Ce dialogue doit notamment se concrétiser à travers l'amélioration de notre système de certification des qualifications. Les partenaires sociaux souhaitent, avec raison, jouer un rôle plus déterminant dans l'élaboration des titres et des diplômes. Ils mettent en place eux-mêmes des formes de certification de nature paritaire, plus directement liées aux besoins spécifiques de telle ou telle profession. Là encore, il nous faut rechercher plus de cohérence et de complémentarité.
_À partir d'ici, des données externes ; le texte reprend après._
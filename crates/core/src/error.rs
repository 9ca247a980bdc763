//! Unified error types for web-cache.

/// Unified error types for the cache and fetch pipeline.
#[derive(Debug, thiserror::Error)]
pub enum Error {
    /// Invalid input parameters (e.g., a zero TTL).
    #[error("INVALID_INPUT: {0}")]
    InvalidInput(String),

    /// Invalid URL.
    #[error("INVALID_URL: {0}")]
    InvalidUrl(String),

    /// Network or protocol failure while fetching.
    #[error("HTTP_ERROR: {0}")]
    Http(String),

    /// Fetch timeout.
    #[error("FETCH_TIMEOUT: {0}")]
    FetchTimeout(String),

    /// Fetch response too large.
    #[error("FETCH_TOO_LARGE: {0}")]
    FetchTooLarge(String),

    /// Backing store command or connection failed.
    #[error("STORE_ERROR: {0}")]
    Store(#[from] redis::RedisError),

    /// A stored value could not be decoded into the expected type.
    #[error("DECODE_ERROR: {0}")]
    Decode(String),
}

impl Error {
    /// Whether the error came from the backing store rather than the fetch.
    pub fn is_store(&self) -> bool {
        matches!(self, Error::Store(_))
    }
}
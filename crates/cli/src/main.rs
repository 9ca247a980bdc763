//! web-cache command-line demonstration.
//!
//! Fetches a page through the cache, prints it, then prints how many real
//! fetches the URL has seen. Logging goes to stderr so stdout carries only
//! the page and the count line.

use anyhow::Result;
use clap::Parser;
use tracing_subscriber::EnvFilter;
use webcache_client::{CacheOptions, CachedFetcher, FetchClient, FetchConfig, Fetcher};
use webcache_core::{AppConfig, MemoryStore, RedisStore, Store};

/// Page fetched when no URL is given (a deliberately slow endpoint).
const DEMO_URL: &str = "http://slowwly.robertomurray.co.uk/delay/5000/url/http://www.google.com";

/// Fetch a URL through the page cache and report its access count.
#[derive(Debug, Parser)]
#[command(name = "web-cache", version)]
struct Args {
    /// URL to fetch.
    #[arg(default_value = DEMO_URL)]
    url: String,

    /// Use an in-process store instead of Redis.
    #[arg(long)]
    memory: bool,
}

#[tokio::main]
async fn main() -> Result<()> {
    tracing_subscriber::fmt()
        .with_env_filter(EnvFilter::from_default_env())
        .with_writer(std::io::stderr)
        .json()
        .init();

    let args = Args::parse();
    tracing::info!(url = %args.url, memory = args.memory, "starting web-cache");

    let config = AppConfig::load()?;
    let fetcher = FetchClient::new(FetchConfig::from(&config))?;
    let options = CacheOptions::from(&config);

    if args.memory {
        let cached = CachedFetcher::with_options(fetcher, MemoryStore::new(), options);
        return run(&cached, &args.url).await;
    }

    let store = RedisStore::connect(&config.store_config()).await?;
    let result = run(&CachedFetcher::with_options(fetcher, &store, options), &args.url).await;
    store.close();

    result
}

async fn run<F: Fetcher, S: Store>(cached: &CachedFetcher<F, S>, url: &str) -> Result<()> {
    let content = cached.fetch(url).await?;
    println!("{content}");

    let count = cached.access_count(url).await?;
    println!("URL accessed {count} times");

    Ok(())
}
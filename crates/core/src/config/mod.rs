//! Application configuration with layered loading.
//!
//! This module provides configuration management using figment for layered
//! configuration loading from multiple sources:
//!
//! 1. Environment variables (WEB_CACHE_*)
//! 2. TOML config file (if WEB_CACHE_CONFIG_FILE set)
//! 3. Built-in defaults

use std::time::Duration;

use figment::{
    Figment,
    providers::{Env, Format, Serialized, Toml},
};
use serde::{Deserialize, Serialize};

use crate::store::{DEFAULT_REDIS_URL, StoreConfig};

mod validation;

pub use validation::ConfigError;

/// Application configuration with layered loading.
///
/// Loading precedence (highest wins):
/// 1. Environment variables (WEB_CACHE_*)
/// 2. TOML config file (if WEB_CACHE_CONFIG_FILE set)
/// 3. Built-in defaults
#[derive(Debug, Clone, Serialize, Deserialize)]
pub struct AppConfig {
    /// Redis connection URL.
    ///
    /// Set via WEB_CACHE_REDIS_URL environment variable.
    #[serde(default = "default_redis_url")]
    pub redis_url: String,

    /// Whether to clear the current database on startup.
    ///
    /// Set via WEB_CACHE_FLUSH_ON_START environment variable.
    #[serde(default = "default_true")]
    pub flush_on_start: bool,

    /// Lifetime of a cached page in seconds.
    ///
    /// Set via WEB_CACHE_TTL_SECS environment variable.
    #[serde(default = "default_ttl_secs")]
    pub ttl_secs: u64,

    /// Collapse concurrent misses for the same URL into one fetch.
    ///
    /// Set via WEB_CACHE_SINGLE_FLIGHT environment variable.
    #[serde(default = "default_true")]
    pub single_flight: bool,

    /// User-Agent string for HTTP requests.
    ///
    /// Set via WEB_CACHE_USER_AGENT environment variable.
    #[serde(default = "default_user_agent")]
    pub user_agent: String,

    /// HTTP request timeout in milliseconds.
    ///
    /// Set via WEB_CACHE_TIMEOUT_MS environment variable.
    #[serde(default = "default_timeout_ms")]
    pub timeout_ms: u64,

    /// Maximum bytes to fetch per request.
    ///
    /// Set via WEB_CACHE_MAX_BYTES environment variable.
    #[serde(default = "default_max_bytes")]
    pub max_bytes: usize,

    /// Maximum number of redirects to follow.
    ///
    /// Set via WEB_CACHE_MAX_REDIRECTS environment variable.
    #[serde(default = "default_max_redirects")]
    pub max_redirects: usize,
}

fn default_redis_url() -> String {
    DEFAULT_REDIS_URL.into()
}

fn default_ttl_secs() -> u64 {
    10
}

fn default_user_agent() -> String {
    "web-cache/0.1".into()
}

fn default_timeout_ms() -> u64 {
    20_000
}

fn default_max_bytes() -> usize {
    5_242_880 // 5MB
}

fn default_max_redirects() -> usize {
    5
}

fn default_true() -> bool {
    true
}

impl Default for AppConfig {
    fn default() -> Self {
        Self {
            redis_url: default_redis_url(),
            flush_on_start: true,
            ttl_secs: default_ttl_secs(),
            single_flight: true,
            user_agent: default_user_agent(),
            timeout_ms: default_timeout_ms(),
            max_bytes: default_max_bytes(),
            max_redirects: default_max_redirects(),
        }
    }
}

impl AppConfig {
    /// Timeout as Duration for use with reqwest/tokio.
    pub fn timeout(&self) -> Duration {
        Duration::from_millis(self.timeout_ms)
    }

    /// Cache entry lifetime as Duration.
    pub fn ttl(&self) -> Duration {
        Duration::from_secs(self.ttl_secs)
    }

    /// Connection settings for the Redis store.
    pub fn store_config(&self) -> StoreConfig {
        StoreConfig { redis_url: self.redis_url.clone(), flush_on_start: self.flush_on_start }
    }

    /// Load configuration from all sources with layered precedence.
    ///
    /// Priority (highest wins):
    /// 1. Environment variables prefixed with `WEB_CACHE_`
    /// 2. TOML file from `WEB_CACHE_CONFIG_FILE` (if set)
    /// 3. Built-in defaults via `Default::default()`
    ///
    /// # Errors
    ///
    /// Returns `ConfigError` if:
    /// - Configuration file cannot be read
    /// - Environment variables cannot be parsed
    /// - Validation fails after loading
    pub fn load() -> Result<Self, ConfigError> {
        Self::from_figment(Self::figment())
    }

    /// The layered figment used by [`AppConfig::load`].
    pub fn figment() -> Figment {
        let mut figment = Figment::from(Serialized::defaults(Self::default()));

        if let Ok(config_path) = std::env::var("WEB_CACHE_CONFIG_FILE") {
            figment = figment.merge(Toml::file(&config_path));
        }

        figment.merge(
            Env::prefixed("WEB_CACHE_")
                .ignore(&["CONFIG_FILE"])
                .map(|key| key.as_str().to_lowercase().into())
                .split("__"),
        )
    }

    /// Extract and validate configuration from an arbitrary figment.
    pub fn from_figment(figment: Figment) -> Result<Self, ConfigError> {
        let config: Self = figment.extract().map_err(|e| ConfigError::LoadFailed(e.to_string()))?;

        config.validate()?;

        Ok(config)
    }
}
Comment s'y retrouver lorsqu'il existe environ 1 700 diplômes et titres professionnels, 377 certificats de qualification professionnelle, plus de 900 titres homologués par l'Etat délivrés par des organismes privés ? Pour les jeunes en cours d'insertion professionnelle comme pour les adultes, ce système doit devenir plus lisible et mieux articulé à la gestion des compétences dans les entreprises.

Nous sommes également convaincus, Claude Allègre et moi-même, que la certification des qualifications doit également mieux répondre aux attentes des jeunes et des adultes en matière de reconnaissance des acquis de l'expérience professionnelle et personnelle. La validation des acquis a été instaurée par les lois de 1985 et de 1992. Elle n'a pas encore connu un essor suffisant. Les raisons en sont multiples, mais je suis persuadée que nous parviendrons à lui donner toute sa portée si notre dispositif de certification des qualifications s'adapte progressivement à cette aspiration des salariés. Les diplômes, les titres ou les certificats de qualification établis paritairement ne sont pas simplement de simples parchemins attestant les mérites des candidats. Ce sont surtout des repères essentiels tant pour les personnes, qui peuvent ainsi jalonner leur parcours de progression professionnelle, que pour les entreprises qui peuvent ainsi mieux connaître les aptitudes et les compétences des salariés et mieux organiser leur progression sur le marché du travail.

La certification et la validation des acquis constituent donc une autre dimension essentielle de la formation tout au long de la vie. Nos deux ministères ont coopéré activement ces derniers mois sur ce sujet et une concertation s'est engagée avec les partenaires sociaux. Les évolutions qu'il faut mettre en ¿uvre ne se feront pas du jour au lendemain, mais il nous faut en poser les bases rapidement. Dans ce domaine également, des dispositions concrètes sont à l'étude et devraient pouvoir être adoptées dans les prochains mois.

Les travaux de ce colloque contribueront sûrement à faire avancer les réflexions sur tous ces sujets qui me tiennent particulièrement à c¿ur et qui sont essentiels aussi bien pour revaloriser la formation professionnelle initiale que pour conduire la réforme de notre système de formation continue.